The birthday part was over so I could relax, right…..wrong. I volunteered to be in our school musical, Suessical, as “The Cat and the Hat”. I absolutely enjoyed participating with the kids, but it was just horr
ible timing. So I would have 4 performances in the next 3 days, and I did not know my lines yet. The kids would ask me during class….”Mrs. Marshall, do you know your lines yet?” I’d reply “Don’t worry about my lines, worry about actually singing out.” I did learn them relatively well enough to ad lib and not through everybody off. I was The Cat in the Hat, so it was my job to say off the wall stuff. We had performances after school at 6 pm Wednesday and Thursday, and two on Friday during the day. There was a morning performance Friday for the neighboring elementary school and that afternoon for our middle school student body. All the kids were most nervous to perform in front of all their peers, and to be honest so was I. Friday I had more than one person say to me “I know you’re glad it over, you look tired”. I would say, “gee, thanks”.

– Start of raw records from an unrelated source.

//! Client-side resolution logic for the Firestore API.
//!
//! * [`firestore::api`] resolves mutations into commit writes and query clauses
//!   into structured queries.
//! * [`firestore::remote`] turns a listen stream into a sequence of consistent
//!   snapshots, and encodes/decodes the REST JSON mapping.
//!
//! ```
//! use std::collections::BTreeMap;
//!
//! use firestore_resolve::firestore::model::DatabaseId;
//! use firestore_resolve::firestore::value::FirestoreValue;
//! use firestore_resolve::firestore::Firestore;
//!
//! let firestore = Firestore::new(DatabaseId::default("my-project"));
//! let mut batch = firestore.batch();
//! let mut data = BTreeMap::new();
//! data.insert("updated".to_string(), FirestoreValue::server_timestamp());
//! batch.create(firestore.doc("cities/sf")?, data)?;
//! assert_eq!(batch.commit_request().writes().len(), 1);
//! # Ok::<(), firestore_resolve::firestore::FirestoreError>(())
//! ```

pub mod firestore;
pub mod platform;
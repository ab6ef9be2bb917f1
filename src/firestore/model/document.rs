use crate::firestore::model::{DocumentKey, FieldPath, Timestamp};
use crate::firestore::value::{FirestoreValue, MapValue};

/// A stored document: identity, fields and server timestamps.
///
/// The update time is the only change signal the watch engine looks at.
#[derive(Clone, Debug, PartialEq)]
pub struct Document {
    key: DocumentKey,
    fields: MapValue,
    create_time: Option<Timestamp>,
    update_time: Option<Timestamp>,
}

impl Document {
    pub fn new(key: DocumentKey, fields: MapValue) -> Self {
        Self {
            key,
            fields,
            create_time: None,
            update_time: None,
        }
    }

    pub fn with_create_time(mut self, create_time: Timestamp) -> Self {
        self.create_time = Some(create_time);
        self
    }

    pub fn with_update_time(mut self, update_time: Timestamp) -> Self {
        self.update_time = Some(update_time);
        self
    }

    pub fn key(&self) -> &DocumentKey {
        &self.key
    }

    pub fn fields(&self) -> &MapValue {
        &self.fields
    }

    pub fn field(&self, path: &FieldPath) -> Option<&FirestoreValue> {
        self.fields.get_path(path)
    }

    pub fn create_time(&self) -> Option<Timestamp> {
        self.create_time
    }

    pub fn update_time(&self) -> Option<Timestamp> {
        self.update_time
    }
}
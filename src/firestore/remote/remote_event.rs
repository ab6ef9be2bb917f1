use crate::firestore::model::{Document, Timestamp};

#[derive(Debug, Clone, Copy, PartialEq, Eq)]
pub enum ChangeKind {
    Added,
    Removed,
    Modified,
}

/// One entry of a snapshot's change list.
///
/// Indices refer to the sorted document list: `old_index` to the list as it stood
/// just before this change was applied, `new_index` to the list just after.
#[derive(Debug, Clone, PartialEq)]
pub struct DocumentViewChange {
    pub kind: ChangeKind,
    pub document: Document,
    pub old_index: Option<usize>,
    pub new_index: Option<usize>,
}

impl DocumentViewChange {
    pub fn added(document: Document, new_index: usize) -> Self {
        Self {
            kind: ChangeKind::Added,
            document,
            old_index: None,
            new_index: Some(new_index),
        }
    }

    /// `document` is the version the listener saw last.
    pub fn removed(document: Document, old_index: usize) -> Self {
        Self {
            kind: ChangeKind::Removed,
            document,
            old_index: Some(old_index),
            new_index: None,
        }
    }

    pub fn modified(document: Document, old_index: usize, new_index: usize) -> Self {
        Self {
            kind: ChangeKind::Modified,
            document,
            old_index: Some(old_index),
            new_index: Some(new_index),
        }
    }
}

/// Consistent view of a listen target at `read_time`.
///
/// Changes are ordered removals first, then additions, then modifications.
#[derive(Debug, Clone, PartialEq)]
pub struct WatchSnapshot {
    pub read_time: Timestamp,
    pub documents: Vec<Document>,
    pub changes: Vec<DocumentViewChange>,
}

impl WatchSnapshot {
    pub fn len(&self) -> usize {
        self.documents.len()
    }

    pub fn is_empty(&self) -> bool {
        self.documents.is_empty()
    }
}
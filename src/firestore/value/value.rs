use std::collections::BTreeMap;

use crate::firestore::model::Timestamp;
use crate::firestore::value::{ArrayValue, MapValue};

#[derive(Clone, Debug, PartialEq)]
pub struct FirestoreValue {
    kind: ValueKind,
}

/// Write-only markers that are resolved into masks and server transforms.
///
/// Sentinels are only meaningful inside mutation input; stored documents and
/// query values never carry them.
#[derive(Clone, Debug, PartialEq)]
pub enum SentinelValue {
    Delete,
    ServerTimestamp,
    ArrayUnion(Vec<FirestoreValue>),
    ArrayRemove(Vec<FirestoreValue>),
}

impl SentinelValue {
    pub fn name(&self) -> &'static str {
        match self {
            SentinelValue::Delete => "Delete",
            SentinelValue::ServerTimestamp => "ServerTimestamp",
            SentinelValue::ArrayUnion(_) => "ArrayUnion",
            SentinelValue::ArrayRemove(_) => "ArrayRemove",
        }
    }

    /// Everything except `Delete` becomes a field transform.
    pub fn is_transform(&self) -> bool {
        !matches!(self, SentinelValue::Delete)
    }
}

#[derive(Clone, Debug, PartialEq)]
pub enum ValueKind {
    Null,
    Boolean(bool),
    Integer(i64),
    Double(f64),
    Timestamp(Timestamp),
    String(String),
    Reference(String),
    Array(ArrayValue),
    Map(MapValue),
    Sentinel(SentinelValue),
}

impl FirestoreValue {
    pub fn from_kind(kind: ValueKind) -> Self {
        Self { kind }
    }

    pub fn null() -> Self {
        Self::from_kind(ValueKind::Null)
    }

    pub fn from_bool(value: bool) -> Self {
        Self::from_kind(ValueKind::Boolean(value))
    }

    pub fn from_integer(value: i64) -> Self {
        Self::from_kind(ValueKind::Integer(value))
    }

    pub fn from_double(value: f64) -> Self {
        Self::from_kind(ValueKind::Double(value))
    }

    pub fn from_timestamp(value: Timestamp) -> Self {
        Self::from_kind(ValueKind::Timestamp(value))
    }

    pub fn from_string(value: impl Into<String>) -> Self {
        Self::from_kind(ValueKind::String(value.into()))
    }

    /// A reference holds the fully qualified document name
    /// (`projects/{p}/databases/{d}/documents/{path}`).
    pub fn from_reference(name: impl Into<String>) -> Self {
        Self::from_kind(ValueKind::Reference(name.into()))
    }

    pub fn from_array(values: Vec<FirestoreValue>) -> Self {
        Self::from_kind(ValueKind::Array(ArrayValue::new(values)))
    }

    pub fn from_map(map: BTreeMap<String, FirestoreValue>) -> Self {
        Self::from_kind(ValueKind::Map(MapValue::new(map)))
    }

    /// Removes the field it is assigned to. Only valid where a field mask is written.
    pub fn delete_field() -> Self {
        Self::from_kind(ValueKind::Sentinel(SentinelValue::Delete))
    }

    /// Populates the field with the commit time on the server.
    pub fn server_timestamp() -> Self {
        Self::from_kind(ValueKind::Sentinel(SentinelValue::ServerTimestamp))
    }

    /// Appends each element not already present in the stored array.
    pub fn array_union(elements: Vec<FirestoreValue>) -> Self {
        Self::from_kind(ValueKind::Sentinel(SentinelValue::ArrayUnion(elements)))
    }

    /// Removes every occurrence of each element from the stored array.
    pub fn array_remove(elements: Vec<FirestoreValue>) -> Self {
        Self::from_kind(ValueKind::Sentinel(SentinelValue::ArrayRemove(elements)))
    }

    pub fn kind(&self) -> &ValueKind {
        &self.kind
    }

    pub fn into_kind(self) -> ValueKind {
        self.kind
    }

    pub fn sentinel(&self) -> Option<&SentinelValue> {
        match &self.kind {
            ValueKind::Sentinel(sentinel) => Some(sentinel),
            _ => None,
        }
    }

    pub fn is_null(&self) -> bool {
        matches!(self.kind, ValueKind::Null)
    }

    pub fn is_nan(&self) -> bool {
        matches!(self.kind, ValueKind::Double(value) if value.is_nan())
    }

    pub fn as_map(&self) -> Option<&MapValue> {
        match &self.kind {
            ValueKind::Map(map) => Some(map),
            _ => None,
        }
    }

    /// True when a sentinel appears at any depth, including inside arrays.
    pub fn contains_sentinel(&self) -> bool {
        match &self.kind {
            ValueKind::Sentinel(_) => true,
            ValueKind::Array(array) => array.values().iter().any(FirestoreValue::contains_sentinel),
            ValueKind::Map(map) => map.fields().values().any(FirestoreValue::contains_sentinel),
            _ => false,
        }
    }
}

#[cfg(test)]
mod tests {
    use super::*;

    #[test]
    fn builds_basic_values() {
        let v = FirestoreValue::from_string("hello");
        match v.kind() {
            ValueKind::String(value) => assert_eq!(value, "hello"),
            _ => panic!("unexpected kind"),
        }
    }

    #[test]
    fn detects_nested_sentinels() {
        let mut inner = BTreeMap::new();
        inner.insert("b".to_string(), FirestoreValue::server_timestamp());
        let value = FirestoreValue::from_array(vec![
            FirestoreValue::from_integer(1),
            FirestoreValue::from_map(inner),
        ]);
        assert!(value.contains_sentinel());
        assert!(!FirestoreValue::from_array(vec![FirestoreValue::null()]).contains_sentinel());
    }

    #[test]
    fn classifies_sentinels() {
        let delete = FirestoreValue::delete_field();
        assert!(!delete.sentinel().unwrap().is_transform());
        let union = FirestoreValue::array_union(vec![FirestoreValue::from_integer(1)]);
        assert!(union.sentinel().unwrap().is_transform());
        assert_eq!(union.sentinel().unwrap().name(), "ArrayUnion");
    }

    #[test]
    fn nan_detection() {
        assert!(FirestoreValue::from_double(f64::NAN).is_nan());
        assert!(!FirestoreValue::from_double(1.5).is_nan());
        assert!(FirestoreValue::null().is_null());
    }
}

The day of Thursday performance I was not at work because my son had his 3 year well visit. At this visit the doctor diagnosed him with……Asthma. It seems his stomach bugs that he’s been getting for the past year are probably reactions to food allergies, and his cough that he’s had for the past couple weeks are asthma. The doctor started putting the pieces together as I was telling her about all the different symptoms, paired with the family history of my allergies, my father’s asthma, and a listen to his chest which reveal wheezing. He has also had eczema since he was a baby. They all pointed to asthma. He has an appointment with an allergist to find possible triggers and a follow up with his pediatrician in two weeks. So his belated birthday gift from the doctor was an inhaler and spacer. He’s sometimes reluctant to let me use it. So I showed him a few cartoons of Baine using the mask with medicine to give him muscles of powers, and that did the trick.
I was informed by my cousin that my sister and mother were planning a surprise visit since we couldn’t come up there this weekend. I’m glad she let me know, because that kind of surprise was the last thing I needed this week. Once I knew about it, I was happy. I’m always happy to visit or get a visit from my family. But had I not known I would not have been able to clean and make sure my home was presentable; rather than lake a tornado, blizzard, hurricane, all dropped at once. To top it all off, I never did get those car repairs. It just wasn’t the week to have to coordinate dropping off and picking up a car. Along with either renting or borrowing a car while my was getting repairs. I know that shaking, smoking smell, check engine light flashing is really, really bad, but the mechanic said I could drive on it, so I’ll handle it next week when to dust had settled.
So yes, my son turned 3. And I could not be more happy and proud of the young man he is becoming. Being a mother never gets easy, but just like this week we will all get through it, somehow, together.